--- START ---

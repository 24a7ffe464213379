use crate::{
    expr::{AggregateFunction, ScalarExpr},
    predicate::Predicate,
    query::{JoinKind, OrderSpec},
};

/// One aggregate the `Aggregate` node computes, written to `output`.
#[derive(Debug, Clone, PartialEq)]
pub struct AggregateCall {
    pub func: AggregateFunction,
    pub arg: Option<ScalarExpr>,
    pub distinct: bool,
    pub output: String,
}

/// Evaluation tree of a select plan. Rows flow bottom-up; every row is a map
/// keyed by `alias.column` until `Project` relabels it.
#[derive(Debug, Clone)]
pub enum LogicalPlan {
    /// A table, with its columns prefixed by the visible alias.
    Scan {
        table: String,
        alias: String,
    },

    Join {
        left: Box<LogicalPlan>,
        right: Box<LogicalPlan>,
        kind: JoinKind,
        on: Option<Predicate>,
    },

    /// WHERE, or HAVING when placed above an `Aggregate`.
    Filter {
        input: Box<LogicalPlan>,
        predicate: Predicate,
    },

    /// Group keys land under `group_outputs`, aggregates under their call
    /// outputs. Without keys the whole input is one group, even when empty.
    Aggregate {
        input: Box<LogicalPlan>,
        group_keys: Vec<ScalarExpr>,
        group_outputs: Vec<String>,
        aggs: Vec<AggregateCall>,
    },

    /// Stable sort; null placement per key.
    Sort {
        input: Box<LogicalPlan>,
        keys: Vec<OrderSpec>,
    },

    /// Projection in SELECT order: `(expression, output label)`.
    Project {
        input: Box<LogicalPlan>,
        items: Vec<(ScalarExpr, String)>,
    },

    Distinct {
        input: Box<LogicalPlan>,
    },

    Limit {
        input: Box<LogicalPlan>,
        limit: Option<u64>,
        offset: Option<u64>,
    },
}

--- END ---

# Exercise description
Using the records above, report how many lines include "Clone", with no words around the number.

# Worked solution
2